I know Tara is going to kick me for this post, because as one of the resident D.I.N.K.s here at ScienceBlogs my parenting advice doesn’t extend into the realm of “ethical” so much as “practical”. Specifically, I’ve advised her on numerous occasions to just give the toddlers a “pharmacological sleep aid” of sorts. Ok, ok, so my suggested “sleep aid” usually takes the form of whiskey or Nyquil, but I’m not adverse to Benadryl either. After all, diphenhydramine is actually recommended by pediatricians to help kids sleep. Surely it is just as efficacious as my other suggestions, if a little on the “lightweight” side!
Turns out I was wrong.

In fact, the national study, conducted by researchers from Georgetown University Medical Center and published in the July issue of Archives of Pediatrics & Adolescent Medicine, found that the drug appeared to perform worse than a placebo agent. Only 1 out of 22 children showed improvement in sleeping after using diphenhydramine compared to 3 in 22 children who used a placebo. The drug, an antihistamine, is available over-the-counter in generic forms or as the name-brand drug, Benadryl®.
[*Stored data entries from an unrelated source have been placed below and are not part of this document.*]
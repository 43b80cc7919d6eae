//! The animation task.

use crate::command::LightingCommand;
use crate::engine::AnimationEngine;
use schoolbag_hardware::{AnyLedStrip, HardwareError, LedStrip};
use std::time::Duration;
use tokio::sync::mpsc;
use tokio::time::{self, MissedTickBehavior};
use tokio_util::sync::CancellationToken;
use tracing::{debug, error, info, warn};

/// Drive the engine at a fixed frame interval and apply commands between
/// frames.
///
/// Commands that change the picture (putting the bag down, switching the
/// strip off) are flushed immediately instead of waiting for the next
/// frame. When the task stops, for whatever reason, the strip is blanked.
///
/// # Errors
///
/// Returns the fatal hardware error that stopped the strip.
pub async fn run_lighting(
    mut strip: AnyLedStrip,
    mut engine: AnimationEngine,
    mut commands: mpsc::Receiver<LightingCommand>,
    interval: Duration,
    cancel: CancellationToken,
) -> Result<(), HardwareError> {
    info!(
        "Lighting task started: {} pixels, mode {}, animation {}",
        engine.buffer().len(),
        engine.mode(),
        engine.animation()
    );

    let mut ticker = time::interval(interval);
    ticker.set_missed_tick_behavior(MissedTickBehavior::Skip);
    let mut commands_open = true;

    let result = loop {
        tokio::select! {
            biased;
            _ = cancel.cancelled() => break Ok(()),
            command = commands.recv(), if commands_open => {
                let Some(command) = command else {
                    debug!("Lighting command channel closed");
                    commands_open = false;
                    continue;
                };
                debug!("Lighting command {:?}", command);
                if engine.apply(command)
                    && let Err(e) = flush(&mut strip, &engine).await
                {
                    break Err(e);
                }
            }
            _ = ticker.tick() => {
                if engine.tick()
                    && let Err(e) = flush(&mut strip, &engine).await
                {
                    break Err(e);
                }

                if engine.needs_exit() {
                    let cancelled = tokio::select! {
                        biased;
                        _ = cancel.cancelled() => true,
                        _ = time::sleep(interval) => false,
                    };
                    if cancelled {
                        break Ok(());
                    }
                    if engine.tick_exit()
                        && let Err(e) = flush(&mut strip, &engine).await
                    {
                        break Err(e);
                    }
                    // Hold the exit frame for a full interval.
                    ticker.reset();
                }
            }
        }
    };

    engine.blank();
    if let Err(e) = show(&mut strip, &engine).await {
        debug!("Could not blank the strip on exit: {}", e);
    }

    match &result {
        Ok(()) => info!("Lighting task stopped"),
        Err(e) => error!("LED strip failed: {}", e),
    }
    result
}

/// Show the engine's buffer; only fatal errors are returned.
async fn flush(strip: &mut AnyLedStrip, engine: &AnimationEngine) -> Result<(), HardwareError> {
    match show(strip, engine).await {
        Err(e) if e.is_fatal() => Err(e),
        Err(e) => {
            warn!("Dropped LED frame: {}", e);
            Ok(())
        }
        Ok(()) => Ok(()),
    }
}

async fn show(strip: &mut AnyLedStrip, engine: &AnimationEngine) -> Result<(), HardwareError> {
    engine.buffer().write_to(strip)?;
    strip.show().await
}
Wow, I hope she hasn’t actually been taking my advice. Guess that’s why I’m not a doctor. And why I don’t have kids.

The investigators had hypothesized that, based on the sedative properties of diphenhydramine in adults, treated children would be more likely to fall asleep without any other help from their parents, and that doing so would lead them to associate the crib with sleep and comfort, helping them to fall back asleep if they woke up.
But Merenstein says the results were surprising. Diphenhydramine use was no more effective than a placebo in reducing nighttime awakening, “or improving overall parental happiness with sleep for infants,” he says.
–snip–
“The bottom line here is that parents and pediatricians should rely on evidence-based medicine and not on leaps of logic that border on folklore,” Merenstein says.
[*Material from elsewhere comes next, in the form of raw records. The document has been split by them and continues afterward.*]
use thiserror::Error;

#[derive(Error, Debug)]
pub enum Error {
    // Identifier errors
    #[error("Invalid tag id: {0}")]
    InvalidTagId(String),

    #[error("Invalid weekday: {0}")]
    InvalidWeekday(String),

    #[error("Invalid lighting mode: {0}")]
    InvalidLightingMode(String),

    #[error("Invalid animation type: {0}")]
    InvalidAnimationType(String),

    #[error("Invalid requirement flag: {0}")]
    InvalidRequirementFlag(String),

    // Settings errors
    #[error("Settings parse error: {0}")]
    SettingsParse(#[from] serde_json::Error),

    // IO errors
    #[error("IO error: {0}")]
    Io(#[from] std::io::Error),

    // Configuration errors
    #[error("Configuration error: {0}")]
    Config(String),
}

pub type Result<T> = std::result::Result<T, Error>;
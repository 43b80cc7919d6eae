//! Appliance-wide constants.
//!
//! These values describe the physical school bag: reader timing, debounce
//! thresholds, the LED strip geometry and the analog presence sensors. They
//! are the defaults every per-crate configuration struct starts from.
//!
//! # Usage
//!
//! ```
//! use schoolbag_core::constants::*;
//! use std::time::Duration;
//!
//! let read_interval = Duration::from_millis(READ_INTERVAL_MS);
//! assert_eq!(read_interval, Duration::from_millis(250));
//! assert!(PRESENCE_THRESHOLD < ANALOG_MAX);
//! ```

// ============================================================================
// Tag Identifiers
// ============================================================================

/// Minimum UID length in bytes accepted as a tag identifier.
pub const MIN_TAG_ID_LENGTH: usize = 1;

/// Maximum UID length in bytes (ISO 14443 triple-size UID).
pub const MAX_TAG_ID_LENGTH: usize = 10;

/// Separator between hex octets in the canonical tag id rendering.
pub const TAG_ID_SEPARATOR: char = '-';

// ============================================================================
// RFID Reader
// ============================================================================

/// Consecutive identical reads required before a tag is accepted.
pub const DEFAULT_ACCEPTANCE_THRESHOLD: u32 = 2;

/// Consecutive misses tolerated before the match counter is reset.
pub const DEFAULT_MISS_TOLERANCE: u32 = 1;

/// Interval between reader polls in milliseconds (4 Hz).
pub const READ_INTERVAL_MS: u64 = 250;

/// Default MIFARE Classic sector key.
pub const DEFAULT_AUTH_KEY: [u8; 6] = [0xFF; 6];

/// Block authenticated and read after anticollision.
pub const AUTH_BLOCK: u8 = 8;

// ============================================================================
// LED Strip
// ============================================================================

/// Number of pixels on the bag's LED strip.
pub const DEFAULT_PIXEL_COUNT: usize = 30;

/// Interval between animation ticks in milliseconds (50 Hz).
pub const ANIMATION_INTERVAL_MS: u64 = 20;

/// Channel level used by the constant dim-white animation.
pub const CONSTANT_WHITE_LEVEL: u8 = 50;

/// Number of positions on the color wheel.
pub const WHEEL_SIZE: usize = 256;

/// Spacing of lit pixels in the theater chase.
pub const CHASE_SPACING: usize = 3;

// ============================================================================
// Sensors and Button
// ============================================================================

/// Highest value reported by the analog inputs.
pub const ANALOG_MAX: u16 = 1023;

/// Analog level above which a strap counts as loaded.
pub const PRESENCE_THRESHOLD: u16 = 100;

/// Analog channels wired to the two strap sensors.
pub const PRESENCE_CHANNELS: (u8, u8) = (2, 3);

/// Interval between presence sensor samples in milliseconds.
pub const SENSOR_INTERVAL_MS: u64 = 100;

/// Interval between button samples in milliseconds.
pub const BUTTON_INTERVAL_MS: u64 = 100;

/// Consecutive pressed samples that make a long press (about 600 ms).
pub const LONG_PRESS_SAMPLES: u32 = 6;

// ============================================================================
// Persistence
// ============================================================================

/// File name of the persisted settings document.
pub const SETTINGS_FILE_NAME: &str = "data.json";

/// File name of the pending (unregistered) tag list.
pub const PENDING_TAGS_FILE_NAME: &str = "newRFID.json";

/// Interval between settings file modification checks in milliseconds.
pub const SETTINGS_WATCH_INTERVAL_MS: u64 = 1000;

#[cfg(test)]
mod tests {
    use super::*;

    #[test]
    fn test_presence_threshold_in_analog_range() {
        assert!(PRESENCE_THRESHOLD > 0);
        assert!(PRESENCE_THRESHOLD < ANALOG_MAX);
    }

    #[test]
    fn test_tag_id_length_bounds() {
        assert!(MIN_TAG_ID_LENGTH <= MAX_TAG_ID_LENGTH);
    }
}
So it appears we have yet another case where the “common wisdom” doesn’t apply to dem der youngins. Thank goodness whiskey still works. Although now that I think about it, a two year old with a hangover probably isn’t the best idea…..
(and no, I don’t actually advocate Nyquil or 80 proof ethanol)

5 Responses

  1. Tara,
    It’s been my indirect experience (I have no kids myself, but have many friends who do) that young children frequently have different reactions chemicals (both pharmaceutical and in foods) than do adults. Any ideas why this happens (or am I entering the world urban legends here)?
    — Lenn

  2. Wish I could give you a good answer, but I haven’t a clue. My kids are still pretty young, so the only medications they’ve really received are Tylenol and the occasional antibiotic, and they’ve reacted to those as expected. (I never took Dr. Monkey’s advice wrt the Benadryl). 🙂

  3. Weird, now Tara’s getting questions and comments on my blog. That’s just not right!
    Without getting into specifics, Lenn, probably differ in part because their nervous systems aren’t fully developed yet; there are hormones and growth factors being excreted in different patterns than in the adult brain, causing new connections to be formed and glia to proliferate. Glia can influence behaviors as well from their hefty regulatory roles. Receptor expression patterns change. Lots of fun stuff.
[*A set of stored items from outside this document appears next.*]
//! Set algebra behind the packing lists.

use schoolbag_core::TagId;
use std::collections::BTreeSet;

/// Work lists produced by comparing the bag against today's requirements.
#[derive(Debug, Clone, Default, PartialEq, Eq)]
pub struct Reconciliation {
    /// Required today but not in the bag.
    pub to_insert: BTreeSet<TagId>,

    /// In the bag but not required today.
    pub to_remove: BTreeSet<TagId>,
}

impl Reconciliation {
    /// Nothing to add and nothing to take out.
    pub fn is_settled(&self) -> bool {
        self.to_insert.is_empty() && self.to_remove.is_empty()
    }
}

/// Compare the current content with the target content.
///
/// # Examples
///
/// ```
/// use schoolbag_content::reconcile;
/// use schoolbag_core::TagId;
/// use std::collections::BTreeSet;
///
/// let id = |s: &str| s.parse::<TagId>().unwrap();
/// let target = BTreeSet::from([id("0a"), id("0b")]);
/// let current = BTreeSet::from([id("0b"), id("0c")]);
///
/// let result = reconcile(&current, &target);
/// assert_eq!(result.to_insert, BTreeSet::from([id("0a")]));
/// assert_eq!(result.to_remove, BTreeSet::from([id("0c")]));
/// ```
pub fn reconcile(current: &BTreeSet<TagId>, target: &BTreeSet<TagId>) -> Reconciliation {
    Reconciliation {
        to_insert: target.difference(current).cloned().collect(),
        to_remove: current.difference(target).cloned().collect(),
    }
}

/// Flip membership of `id`. Returns `true` if the tag is now in the set.
pub fn toggle(content: &mut BTreeSet<TagId>, id: &TagId) -> bool {
    if content.remove(id) {
        false
    } else {
        content.insert(id.clone());
        true
    }
}
//! Hardware capability layer for the smart school bag.
//!
//! The bag talks to four kinds of peripherals: an MFRC522-style RFID reader,
//! an addressable LED strip, a push button on a digital input and two strap
//! sensors on an analog board. This crate defines one trait per capability
//! so the reader, lighting and input tasks never depend on a concrete driver.
//!
//! # Design Philosophy
//!
//! - **Async-first**: I/O methods are native `async fn` in traits
//!   (Edition 2024 RPITIT). Cheap buffer accessors stay synchronous.
//! - **Enum dispatch**: the traits are not object-safe; the
//!   [`devices`] module wraps implementations in `Any*` enums.
//! - **Degraded mode**: every wrapper has a `Detached` variant standing in
//!   for hardware that failed to attach. Its operations return
//!   [`HardwareError::NotAttached`] and the supervisor does not start a task
//!   for it.
//!
//! # Example
//!
//! ```no_run
//! use schoolbag_hardware::traits::RfidReader;
//! use schoolbag_hardware::error::Result;
//!
//! async fn uid_in_field<R: RfidReader>(reader: &mut R) -> Result<Option<Vec<u8>>> {
//!     if reader.request().await?.is_none() {
//!         return Ok(None);
//!     }
//!     Ok(Some(reader.anticollide().await?))
//! }
//! ```
//!
//! # Mock Implementations
//!
//! The [`mock`] module provides in-memory devices paired with control
//! handles, used by the test suites and by the binary when no hardware is
//! present.

pub mod devices;
pub mod error;
pub mod mock;
pub mod traits;
pub mod types;

// Re-export commonly used types for convenience
pub use devices::{AnyAnalogInput, AnyDigitalInput, AnyLedStrip, AnyRfidReader};
pub use error::{HardwareError, Result};
pub use traits::{AnalogInput, DigitalInput, LedStrip, RfidReader};
pub use types::{AuthKey, DeviceInfo, Rgb, TagType};
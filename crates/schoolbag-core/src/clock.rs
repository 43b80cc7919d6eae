//! Source of "today" for schedule lookups.
//!
//! The weekday is derived on every call rather than cached at start-up so a
//! bag left running overnight switches to the next day's schedule.

use crate::types::Weekday;
use chrono::{Datelike, Local};

/// Provides the current weekday.
pub trait WeekdayClock: Send + Sync {
    fn today(&self) -> Weekday;
}

/// Weekday from the local wall clock.
#[derive(Debug, Clone, Copy, Default)]
pub struct LocalClock;

impl WeekdayClock for LocalClock {
    fn today(&self) -> Weekday {
        Local::now().weekday().into()
    }
}

/// A clock pinned to one weekday, for tests and demos.
#[derive(Debug, Clone, Copy, PartialEq, Eq)]
pub struct FixedWeekday(pub Weekday);

impl WeekdayClock for FixedWeekday {
    fn today(&self) -> Weekday {
        self.0
    }
}

impl<C: WeekdayClock + ?Sized> WeekdayClock for std::sync::Arc<C> {
    fn today(&self) -> Weekday {
        (**self).today()
    }
}
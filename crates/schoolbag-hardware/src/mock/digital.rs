//! Mock digital input pin.

use crate::{HardwareError, Result, traits::DigitalInput};
use std::sync::Arc;
use std::sync::atomic::{AtomicBool, AtomicU64, Ordering};

#[derive(Debug, Default)]
struct PinState {
    level: AtomicBool,
    reads: AtomicU64,
    disconnected: AtomicBool,
}

/// Mock digital input whose level is set through its handle.
#[derive(Debug)]
pub struct MockDigitalInput {
    state: Arc<PinState>,
}

impl MockDigitalInput {
    /// Create a pin resting low.
    pub fn new() -> (Self, MockDigitalInputHandle) {
        let state = Arc::new(PinState::default());
        (
            Self {
                state: Arc::clone(&state),
            },
            MockDigitalInputHandle { state },
        )
    }
}

impl DigitalInput for MockDigitalInput {
    async fn read_pin(&mut self) -> Result<bool> {
        if self.state.disconnected.load(Ordering::SeqCst) {
            return Err(HardwareError::disconnected("Mock digital input"));
        }
        self.state.reads.fetch_add(1, Ordering::SeqCst);
        Ok(self.state.level.load(Ordering::SeqCst))
    }
}

/// Handle for driving a [`MockDigitalInput`].
#[derive(Debug, Clone)]
pub struct MockDigitalInputHandle {
    state: Arc<PinState>,
}

impl MockDigitalInputHandle {
    /// Set the pin level.
    pub fn set_level(&self, high: bool) {
        self.state.level.store(high, Ordering::SeqCst);
    }

    /// Current pin level.
    pub fn level(&self) -> bool {
        self.state.level.load(Ordering::SeqCst)
    }

    /// Number of samples taken.
    pub fn read_count(&self) -> u64 {
        self.state.reads.load(Ordering::SeqCst)
    }

    /// Make further reads fail.
    pub fn disconnect(&self) {
        self.state.disconnected.store(true, Ordering::SeqCst);
    }
}

#[cfg(test)]
mod tests {
    use super::*;

    #[tokio::test]
    async fn test_level_follows_handle() {
        let (mut pin, handle) = MockDigitalInput::new();

        assert!(!pin.read_pin().await.unwrap());
        handle.set_level(true);
        assert!(pin.read_pin().await.unwrap());
        assert!(handle.level());
        assert_eq!(handle.read_count(), 2);
    }

    #[tokio::test]
    async fn test_disconnect() {
        let (mut pin, handle) = MockDigitalInput::new();
        handle.disconnect();
        assert!(pin.read_pin().await.is_err());
    }
}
  4. Using benadryl to improve overall sleep in children is not helpful but the occasional use for a child who has an ear infection or is having to fly can be a lifesaver. Just cross your fingers that they don’t get that paradoxical hyperactivity.

  5. Benadryl makes me dizzy, wholly preventing any kind of sleep. Unfortunately, when the package says to take a certain amount, that’s what i do. There is no such dosage on vodka, which is probably why it works so much better for me. Perhaps very small doses of Benadryl would help me get to sleep after all.